She went silent for a moment, and the knuckles of her interlocked hands turned white with tension on the table in front of her. Enzo guessed that she was recalling some of those strange things.
‘Anyway, one of the girls found out that our weirdo was married, with a very young family, and was some kind of politico at the mairie. I mean, none of us ever read the papers, or watched TV, but apparently he was all over the news. Youngest ever adjoint to the mayor.’
Enzo sat back. ‘Jean-Jacques Devez.’
Rabbit eyes darted a frightened look in his direction and Sally nodded.
‘So you blackmailed him.’
Resentment flared briefly in the one-time prostitute. ‘I didn’t, no! But the other three figured he would probably be willing to pay to keep our sordid little sessions permanently under wraps.’ She shook her head. ‘I didn’t want anything to do with it. He was a weirdo, yes, but he paid good money. Why risk that?’
‘So what happened?’
‘They went to see him, all three together, and he went berserk. Smashed up the furniture, threatened to kill them if they breathed a word to anyone. They were pretty shaken up, and I thought, Shit! Time to get out of here. Packed up my stuff and left. Didn’t tell a soul. Just got the hell out of there as fast as I could.

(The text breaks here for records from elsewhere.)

//! HTTP client layer for the claims REST backend.
//!
//! This module defines the interface every page talks to, the request
//! payloads the forms produce, and the error taxonomy of backend calls.
//! [`http::HttpBackend`] is the reqwest implementation.

use async_trait::async_trait;
use serde::Serialize;

use crate::models::{Claim, Customer, Employee, PolicyType, User};

pub mod http;
pub mod query;
pub mod wire;

pub use query::{ClaimsQuery, SearchCriteria};
pub use wire::{DecodeError, Pagination};

/// Common error types for backend operations.
#[derive(Debug, Clone, thiserror::Error)]
pub enum BackendError {
    #[error("Authentication failed: {0}")]
    Auth(String),

    #[error("Resource not found: {0}")]
    NotFound(String),

    #[error("Request failed with status {status}: {message}")]
    Http { status: u16, message: String },

    #[error("Network error: {0}")]
    Network(String),

    #[error("Invalid data: {0}")]
    InvalidData(String),
}

impl BackendError {
    /// HTTP status behind the error, when there was a response at all.
    pub fn status(&self) -> Option<u16> {
        match self {
            BackendError::Auth(_) => Some(401),
            BackendError::NotFound(_) => Some(404),
            BackendError::Http { status, .. } => Some(*status),
            BackendError::Network(_) | BackendError::InvalidData(_) => None,
        }
    }

    pub fn is_not_found(&self) -> bool {
        matches!(self, BackendError::NotFound(_))
    }
}

impl From<DecodeError> for BackendError {
    fn from(err: DecodeError) -> Self {
        BackendError::InvalidData(err.to_string())
    }
}

/// One page of results plus the server's pagination metadata.
#[derive(Debug, Clone, PartialEq, Default)]
pub struct Page<T> {
    pub data: Vec<T>,
    pub pagination: Pagination,
}

/// Customers, employees and policy types needed by the claim form.
#[derive(Debug, Clone, PartialEq, Default)]
pub struct Lookups {
    pub customers: Vec<Customer>,
    pub employees: Vec<Employee>,
    pub policy_types: Vec<PolicyType>,
}

/// Body of `POST /claims` and `PUT /claims/:id`.
#[derive(Debug, Clone, PartialEq, Serialize)]
pub struct ClaimPayload {
    #[serde(skip_serializing_if = "String::is_empty")]
    pub policy_number: String,
    pub policy_type_id: i64,
    pub customer_id: i64,
    pub employee_id: i64,
    pub metadata: ClaimMetadataPayload,
}

#[derive(Debug, Clone, PartialEq, Serialize)]
#[serde(rename_all = "camelCase")]
pub struct ClaimMetadataPayload {
    pub status: crate::models::ClaimStatus,
    pub priority: crate::models::Priority,
    pub claim_amount: f64,
    #[serde(skip_serializing_if = "Option::is_none")]
    pub incident_date: Option<String>,
    pub details: String,
    pub documentation: crate::models::Documentation,
}

/// Body of `POST /customers`.
#[derive(Debug, Clone, PartialEq, Eq, Serialize)]
pub struct CustomerPayload {
    pub name: String,
    pub email: String,
    pub phone: String,
    #[serde(skip_serializing_if = "String::is_empty")]
    pub address: String,
    pub city: String,
}

/// Body of `POST /employees`.
#[derive(Debug, Clone, PartialEq, Eq, Serialize)]
pub struct EmployeePayload {
    pub name: String,
    pub position: String,
    pub department: String,
    pub years_of_experience: u32,
    pub hire_date: String,
}

#[derive(Debug, Clone, PartialEq, Eq, Serialize)]
pub struct LoginRequest {
    pub email: String,
    pub password: String,
}

#[derive(Debug, Clone, PartialEq, Eq, Serialize)]
pub struct RegisterRequest {
    pub name: String,
    pub email: String,
    pub password: String,
}

#[derive(Debug, Clone, PartialEq, Eq, Serialize)]
pub struct ForgotPasswordRequest {
    pub email: String,
}

#[derive(Debug, Clone, PartialEq, Eq, Serialize)]
pub struct ResetPasswordRequest {
    pub token: String,
    pub password: String,
}

#[derive(Debug, Clone, PartialEq, Eq, Serialize)]
#[serde(rename_all = "camelCase")]
pub struct ChangePasswordRequest {
    pub current_password: String,
    pub new_password: String,
}

/// Interface to the claims REST backend.
///
/// Every method is one HTTP round-trip. Implementations attach the stored
/// bearer token when one is present and never retry.
#[async_trait]
pub trait ClaimsBackend: Send + Sync {
    /// Base URL requests are issued against.
    fn base_url(&self) -> &str;

    // Claims
    async fn fetch_claims(&self, query: &ClaimsQuery) -> Result<Page<Claim>, BackendError>;
    async fn fetch_claim(&self, id: i64) -> Result<Claim, BackendError>;
    async fn create_claim(&self, payload: &ClaimPayload) -> Result<(), BackendError>;
    async fn update_claim(&self, id: i64, payload: &ClaimPayload) -> Result<(), BackendError>;
    async fn delete_claim(&self, id: i64) -> Result<(), BackendError>;

    // Registries
    async fn fetch_customers(&self) -> Result<Vec<Customer>, BackendError>;
    async fn create_customer(&self, payload: &CustomerPayload) -> Result<(), BackendError>;
    async fn fetch_employees(&self) -> Result<Vec<Employee>, BackendError>;
    async fn create_employee(&self, payload: &EmployeePayload) -> Result<(), BackendError>;
    async fn fetch_policy_types(&self) -> Result<Vec<PolicyType>, BackendError>;

    // Authentication
    async fn login(&self, request: &LoginRequest) -> Result<String, BackendError>;
    async fn register(&self, request: &RegisterRequest) -> Result<String, BackendError>;
    async fn me(&self) -> Result<User, BackendError>;
    async fn forgot_password(&self, request: &ForgotPasswordRequest) -> Result<(), BackendError>;
    async fn reset_password(&self, request: &ResetPasswordRequest) -> Result<(), BackendError>;
    async fn change_password(&self, request: &ChangePasswordRequest) -> Result<(), BackendError>;

    /// Load the claim form's lookups concurrently; any failure fails all.
    async fn fetch_lookups(&self) -> Result<Lookups, BackendError> {
        let (customers, employees, policy_types) = tokio::try_join!(
            self.fetch_customers(),
            self.fetch_employees(),
            self.fetch_policy_types()
        )?;
        Ok(Lookups {
            customers,
            employees,
            policy_types,
        })
    }
}
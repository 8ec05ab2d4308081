//! Claim view-model and its enumerated fields.
//!
//! Backend payloads carry status and priority as free strings with
//! inconsistent casing. They are canonicalized here, once, so the rest of the
//! application works with exhaustive enums.

use chrono::{DateTime, NaiveDate, Utc};
use serde::{Deserialize, Serialize};
use std::fmt;
use std::str::FromStr;

/// Raised when a status or priority string matches no known variant.
#[derive(Debug, Clone, PartialEq, Eq, thiserror::Error)]
#[error("unrecognized {kind} value '{value}'")]
pub struct ParseEnumError {
    pub kind: &'static str,
    pub value: String,
}

/// Lifecycle status of a claim.
#[derive(Debug, Clone, Copy, PartialEq, Eq, PartialOrd, Ord, Hash)]
pub enum ClaimStatus {
    Pending,
    Approved,
    Rejected,
    InReview,
    InProgress,
    Completed,
}

/// Canonical keys: lowercase with spaces, dashes and underscores removed.
const STATUS_TABLE: &[(&str, ClaimStatus)] = &[
    ("pending", ClaimStatus::Pending),
    ("approved", ClaimStatus::Approved),
    ("rejected", ClaimStatus::Rejected),
    ("inreview", ClaimStatus::InReview),
    ("inprogress", ClaimStatus::InProgress),
    ("completed", ClaimStatus::Completed),
];

/// Reduce a raw string to its table key: `" \"In-Review\" "` -> `"inreview"`.
pub(crate) fn canonical_key(raw: &str) -> String {
    raw.trim()
        .trim_matches(|c| c == '"' || c == '\'')
        .chars()
        .filter(|c| !c.is_whitespace() && *c != '-' && *c != '_')
        .flat_map(char::to_lowercase)
        .collect()
}

impl ClaimStatus {
    pub const ALL: [ClaimStatus; 6] = [
        ClaimStatus::Pending,
        ClaimStatus::Approved,
        ClaimStatus::Rejected,
        ClaimStatus::InReview,
        ClaimStatus::InProgress,
        ClaimStatus::Completed,
    ];

    /// Map any of the casings seen in the wild onto a variant.
    pub fn canonicalize(raw: &str) -> Option<Self> {
        let key = canonical_key(raw);
        STATUS_TABLE
            .iter()
            .find(|(candidate, _)| *candidate == key)
            .map(|(_, status)| *status)
    }

    /// Human-readable label.
    pub fn label(self) -> &'static str {
        match self {
            ClaimStatus::Pending => "Pending",
            ClaimStatus::Approved => "Approved",
            ClaimStatus::Rejected => "Rejected",
            ClaimStatus::InReview => "In Review",
            ClaimStatus::InProgress => "In Progress",
            ClaimStatus::Completed => "Completed",
        }
    }

    /// Value written into request bodies.
    pub fn wire_value(self) -> &'static str {
        match self {
            ClaimStatus::Pending => "pending",
            ClaimStatus::Approved => "approved",
            ClaimStatus::Rejected => "rejected",
            ClaimStatus::InReview => "inReview",
            ClaimStatus::InProgress => "inProgress",
            ClaimStatus::Completed => "completed",
        }
    }

    /// Value sent as the `status` parameter of the search endpoint.
    pub fn query_value(self) -> &'static str {
        match self {
            ClaimStatus::Pending => "PENDING",
            ClaimStatus::Approved => "APPROVED",
            ClaimStatus::Rejected => "REJECTED",
            ClaimStatus::InReview => "IN_REVIEW",
            ClaimStatus::InProgress => "IN_PROGRESS",
            ClaimStatus::Completed => "COMPLETED",
        }
    }

    /// Whether the claim no longer needs handling.
    pub fn is_closed(self) -> bool {
        matches!(self, ClaimStatus::Rejected | ClaimStatus::Completed)
    }
}

impl FromStr for ClaimStatus {
    type Err = ParseEnumError;

    fn from_str(s: &str) -> Result<Self, Self::Err> {
        Self::canonicalize(s).ok_or_else(|| ParseEnumError {
            kind: "status",
            value: s.to_string(),
        })
    }
}

impl fmt::Display for ClaimStatus {
    fn fmt(&self, f: &mut fmt::Formatter<'_>) -> fmt::Result {
        f.write_str(self.label())
    }
}

impl Serialize for ClaimStatus {
    fn serialize<S: serde::Serializer>(&self, serializer: S) -> Result<S::Ok, S::Error> {
        serializer.serialize_str(self.wire_value())
    }
}

impl<'de> Deserialize<'de> for ClaimStatus {
    fn deserialize<D: serde::Deserializer<'de>>(deserializer: D) -> Result<Self, D::Error> {
        let raw = String::deserialize(deserializer)?;
        raw.parse().map_err(serde::de::Error::custom)
    }
}

/// Handling priority of a claim.
#[derive(Debug, Clone, Copy, PartialEq, Eq, PartialOrd, Ord, Hash)]
pub enum Priority {
    Low,
    Medium,
    High,
}

impl Priority {
    pub const ALL: [Priority; 3] = [Priority::Low, Priority::Medium, Priority::High];

    pub fn canonicalize(raw: &str) -> Option<Self> {
        match canonical_key(raw).as_str() {
            "low" => Some(Priority::Low),
            "medium" => Some(Priority::Medium),
            "high" => Some(Priority::High),
            _ => None,
        }
    }

    pub fn label(self) -> &'static str {
        match self {
            Priority::Low => "Low",
            Priority::Medium => "Medium",
            Priority::High => "High",
        }
    }
}

impl FromStr for Priority {
    type Err = ParseEnumError;

    fn from_str(s: &str) -> Result<Self, Self::Err> {
        Self::canonicalize(s).ok_or_else(|| ParseEnumError {
            kind: "priority",
            value: s.to_string(),
        })
    }
}

impl fmt::Display for Priority {
    fn fmt(&self, f: &mut fmt::Formatter<'_>) -> fmt::Result {
        f.write_str(self.label())
    }
}

impl Serialize for Priority {
    fn serialize<S: serde::Serializer>(&self, serializer: S) -> Result<S::Ok, S::Error> {
        serializer.serialize_str(self.label())
    }
}

impl<'de> Deserialize<'de> for Priority {
    fn deserialize<D: serde::Deserializer<'de>>(deserializer: D) -> Result<Self, D::Error> {
        let raw = String::deserialize(deserializer)?;
        raw.parse().map_err(serde::de::Error::custom)
    }
}

/// Which supporting documents have been provided for a claim.
#[derive(Debug, Clone, Copy, PartialEq, Eq, Default, Serialize, Deserialize)]
#[serde(rename_all = "camelCase", default)]
pub struct Documentation {
    pub photo_evidence: bool,
    pub estimate_provided: bool,
    pub police_report: bool,
    pub contractor_report: bool,
}

impl Documentation {
    /// Number of flags that are set, out of four.
    pub fn provided_count(&self) -> usize {
        [
            self.photo_evidence,
            self.estimate_provided,
            self.police_report,
            self.contractor_report,
        ]
        .iter()
        .filter(|flag| **flag)
        .count()
    }

    pub fn is_complete(&self) -> bool {
        self.provided_count() == 4
    }
}

/// A claim as displayed by the dashboard.
#[derive(Debug, Clone, PartialEq)]
pub struct Claim {
    pub id: i64,
    pub policy_number: String,
    pub policy_type_id: Option<i64>,
    pub customer_id: i64,
    pub customer_name: Option<String>,
    pub employee_id: i64,
    pub employee_name: Option<String>,
    pub status: ClaimStatus,
    pub priority: Priority,
    pub amount: f64,
    pub incident_date: Option<NaiveDate>,
    pub details: String,
    pub documentation: Documentation,
    pub created_at: Option<DateTime<Utc>>,
    pub updated_at: Option<DateTime<Utc>>,
}

impl Claim {
    /// Customer name, falling back to the id when the backend did not join it.
    pub fn customer_display(&self) -> String {
        self.customer_name
            .clone()
            .unwrap_or_else(|| format!("Customer #{}", self.customer_id))
    }

    pub fn employee_display(&self) -> String {
        self.employee_name
            .clone()
            .unwrap_or_else(|| format!("Employee #{}", self.employee_id))
    }
}
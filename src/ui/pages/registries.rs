//! Customer and employee registries: a table plus an inline "add" form.

use crossterm::event::{KeyCode, KeyEvent};
use ratatui::{
    layout::{Constraint, Rect},
    style::{Color, Modifier, Style},
    widgets::{Row, Table, TableState},
    Frame,
};

use super::{page_block, render_load_state};
use crate::config::DisplayConfig;
use crate::forms::{CustomerField, CustomerForm, EmployeeField, EmployeeForm, FormError};
use crate::models::{Customer, Employee};
use crate::ui::components::form_component::{FormComponent, FormInput, FormSignal};
use crate::ui::core::{Action, Component, LoadState, Submission};
use crate::ui::layout::LayoutManager;
use crate::utils::format::{format_date, truncate};

fn step(table_state: &mut TableState, count: usize, forward: bool) {
    if count == 0 {
        table_state.select(None);
        return;
    }
    let next = match table_state.selected() {
        Some(i) if forward => (i + 1).min(count - 1),
        Some(i) => i.saturating_sub(1),
        None => 0,
    };
    table_state.select(Some(next));
}

fn header(titles: &[&'static str]) -> Row<'static> {
    Row::new(titles.to_vec()).style(Style::default().fg(Color::Gray).add_modifier(Modifier::BOLD))
}

/// Feed a form's outcome back into it; returns the action to emit.
fn finish_submit<P>(form: &mut FormComponent, result: Result<P, FormError>, wrap: impl FnOnce(P) -> Submission) -> Action {
    match result {
        Ok(payload) => Action::Submit(wrap(payload)),
        Err(error) => {
            form.set_message(Some(error.to_string()));
            form.set_errors(error.field_errors());
            Action::None
        }
    }
}

pub struct CustomersPage {
    pub state: LoadState<Vec<Customer>>,
    pub form: Option<FormComponent>,
    table_state: TableState,
}

impl CustomersPage {
    pub fn new() -> Self {
        Self {
            state: LoadState::Loading,
            form: None,
            table_state: TableState::default(),
        }
    }

    pub fn on_loaded(&mut self, customers: Vec<Customer>) {
        self.table_state.select(if customers.is_empty() { None } else { Some(0) });
        self.state = LoadState::Loaded(customers);
    }

    pub fn captures_input(&self) -> bool {
        self.form.is_some()
    }

    fn open_form(&mut self) {
        let inputs = CustomerField::ALL
            .iter()
            .map(|field| FormInput::text(field.name(), field.label(), ""))
            .collect();
        self.form = Some(FormComponent::new("New customer", inputs));
    }

    fn collect(form: &FormComponent) -> Result<crate::backend::CustomerPayload, FormError> {
        let customer = form.values().try_fold(CustomerForm::default(), |acc, (name, value)| {
            name.parse::<CustomerField>().map(|field| acc.update(field, value))
        })?;
        customer.to_payload()
    }
}

impl Default for CustomersPage {
    fn default() -> Self {
        Self::new()
    }
}

impl Component for CustomersPage {
    fn handle_key_events(&mut self, key: KeyEvent) -> Action {
        if let Some(form) = self.form.as_mut() {
            return match form.handle_key(key) {
                FormSignal::Submit => {
                    let result = Self::collect(form);
                    finish_submit(form, result, Submission::CreateCustomer)
                }
                FormSignal::Cancel => {
                    self.form = None;
                    Action::None
                }
                FormSignal::None => Action::None,
            };
        }

        let count = self.state.loaded().map(Vec::len).unwrap_or(0);
        match key.code {
            KeyCode::Char('a') => {
                self.open_form();
                Action::None
            }
            KeyCode::Char('j') | KeyCode::Down => {
                step(&mut self.table_state, count, true);
                Action::None
            }
            KeyCode::Char('k') | KeyCode::Up => {
                step(&mut self.table_state, count, false);
                Action::None
            }
            _ => Action::None,
        }
    }

    fn render(&mut self, f: &mut Frame, rect: Rect) {
        if let Some(customers) = render_load_state(f, rect, "Customers", &self.state, "") {
            let rows: Vec<Row> = customers
                .iter()
                .map(|c| {
                    Row::new(vec![
                        format!("#{}", c.id),
                        truncate(&c.name, 24),
                        truncate(&c.email, 28),
                        c.phone.clone(),
                        truncate(&c.city, 16),
                    ])
                })
                .collect();
            let title = format!("Customers ({})", customers.len());
            let table = Table::new(
                rows,
                [
                    Constraint::Length(6),
                    Constraint::Min(14),
                    Constraint::Min(16),
                    Constraint::Length(16),
                    Constraint::Length(16),
                ],
            )
            .header(header(&["ID", "Name", "Email", "Phone", "City"]))
            .block(page_block(&title))
            .row_highlight_style(Style::default().bg(Color::DarkGray));
            f.render_stateful_widget(table, rect, &mut self.table_state);
        }

        if let Some(form) = &self.form {
            form.render(f, LayoutManager::centered_rect(60, 80, rect));
        }
    }
}

pub struct EmployeesPage {
    pub state: LoadState<Vec<Employee>>,
    pub form: Option<FormComponent>,
    display: DisplayConfig,
    table_state: TableState,
}

impl EmployeesPage {
    pub fn new(display: DisplayConfig) -> Self {
        Self {
            state: LoadState::Loading,
            form: None,
            display,
            table_state: TableState::default(),
        }
    }

    pub fn on_loaded(&mut self, employees: Vec<Employee>) {
        self.table_state.select(if employees.is_empty() { None } else { Some(0) });
        self.state = LoadState::Loaded(employees);
    }

    pub fn captures_input(&self) -> bool {
        self.form.is_some()
    }

    fn open_form(&mut self) {
        let inputs = EmployeeField::ALL
            .iter()
            .map(|field| FormInput::text(field.name(), field.label(), ""))
            .collect();
        self.form = Some(FormComponent::new("New employee", inputs));
    }

    fn collect(form: &FormComponent) -> Result<crate::backend::EmployeePayload, FormError> {
        let employee = form.values().try_fold(EmployeeForm::default(), |acc, (name, value)| {
            name.parse::<EmployeeField>().map(|field| acc.update(field, value))
        })?;
        employee.to_payload()
    }
}

impl Component for EmployeesPage {
    fn handle_key_events(&mut self, key: KeyEvent) -> Action {
        if let Some(form) = self.form.as_mut() {
            return match form.handle_key(key) {
                FormSignal::Submit => {
                    let result = Self::collect(form);
                    finish_submit(form, result, Submission::CreateEmployee)
                }
                FormSignal::Cancel => {
                    self.form = None;
                    Action::None
                }
                FormSignal::None => Action::None,
            };
        }

        let count = self.state.loaded().map(Vec::len).unwrap_or(0);
        match key.code {
            KeyCode::Char('a') => {
                self.open_form();
                Action::None
            }
            KeyCode::Char('j') | KeyCode::Down => {
                step(&mut self.table_state, count, true);
                Action::None
            }
            KeyCode::Char('k') | KeyCode::Up => {
                step(&mut self.table_state, count, false);
                Action::None
            }
            _ => Action::None,
        }
    }

    fn render(&mut self, f: &mut Frame, rect: Rect) {
        if let Some(employees) = render_load_state(f, rect, "Employees", &self.state, "") {
            let rows: Vec<Row> = employees
                .iter()
                .map(|e| {
                    Row::new(vec![
                        format!("#{}", e.id),
                        truncate(&e.name, 24),
                        truncate(&e.position, 20),
                        truncate(&e.department, 18),
                        format!("{} yrs", e.years_of_experience),
                        format_date(e.hire_date, &self.display.date_format),
                    ])
                })
                .collect();
            let title = format!("Employees ({})", employees.len());
            let table = Table::new(
                rows,
                [
                    Constraint::Length(6),
                    Constraint::Min(14),
                    Constraint::Min(12),
                    Constraint::Length(18),
                    Constraint::Length(8),
                    Constraint::Length(12),
                ],
            )
            .header(header(&["ID", "Name", "Position", "Department", "Exp.", "Hired"]))
            .block(page_block(&title))
            .row_highlight_style(Style::default().bg(Color::DarkGray));
            f.render_stateful_widget(table, rect, &mut self.table_state);
        }

        if let Some(form) = &self.form {
            form.render(f, LayoutManager::centered_rect(60, 80, rect));
        }
    }
}

#[cfg(test)]
mod tests {
    use super::*;
    use crossterm::event::KeyModifiers;

    fn press(page: &mut CustomersPage, code: KeyCode) -> Action {
        page.handle_key_events(KeyEvent::new(code, KeyModifiers::NONE))
    }

    fn type_text(page: &mut CustomersPage, text: &str) {
        for c in text.chars() {
            press(page, KeyCode::Char(c));
        }
    }

    #[test]
    fn add_customer_validates_then_submits() {
        let mut page = CustomersPage::new();
        page.on_loaded(Vec::new());
        press(&mut page, KeyCode::Char('a'));
        assert!(page.captures_input());

        type_text(&mut page, "Dana Okafor");
        press(&mut page, KeyCode::Tab);
        type_text(&mut page, "not-an-email");
        let action = page.handle_key_events(KeyEvent::new(KeyCode::Char('s'), KeyModifiers::CONTROL));
        assert!(matches!(action, Action::None));
        let form = page.form.as_ref().unwrap();
        assert!(form.errors().get("email").is_some());

        let form = page.form.as_mut().unwrap();
        for input in &mut form.inputs {
            match input.name.as_str() {
                "email" => input.input.set("dana@example.com"),
                "phone" => input.input.set("555-0100"),
                "city" => input.input.set("Lagos"),
                _ => {}
            }
        }
        match page.handle_key_events(KeyEvent::new(KeyCode::Char('s'), KeyModifiers::CONTROL)) {
            Action::Submit(Submission::CreateCustomer(payload)) => assert_eq!(payload.name, "Dana Okafor"),
            other => panic!("unexpected action {other:?}"),
        }
    }

    #[test]
    fn cancel_closes_the_form() {
        let mut page = CustomersPage::new();
        press(&mut page, KeyCode::Char('a'));
        press(&mut page, KeyCode::Esc);
        assert!(page.form.is_none());
    }
}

Seemed to me you don’t go messing with people like that. We’re little people, know what I mean? We don’t control much of anything in our lives. And people like him... Well, they have power and money. They control everything, and they’re dangerous. Get away with anything, too.’
‘Like murder,’ Dominique said.
Sally nodded and stared at her hands.
‘Only Devez didn’t kill anyone,’ Enzo said. ‘Régis did it.’
Sally swung her head slowly from side to side, and it was clear that she still found it difficult to believe. ‘When I heard the news, in Paris...’ Her face was a mask of consternation as she lifted it towards Enzo. ‘It just didn’t seem possible. Régis? He would never have laid a finger on his girls.’
Dominique said, ‘But he strangled your three friends.’
‘I can only think that Devez forced him to do it somehow. Had some kind of, I don’t know, power over him, or hold on him.’
Everything was falling into place for Enzo now. ‘Or made him an offer that he couldn’t refuse. An inducement.’
All the lines around Sally’s eyes gathered themselves in a frown. ‘What possible inducement could he have offered Régis to make him do a thing like that?’ But it wasn’t a question Enzo needed to ask. He knew the answer.
He said, ‘So you went to Paris.’
She shrugged. ‘Where else would I go?’
‘And resumed your—’ he searched for the right word — ‘career.’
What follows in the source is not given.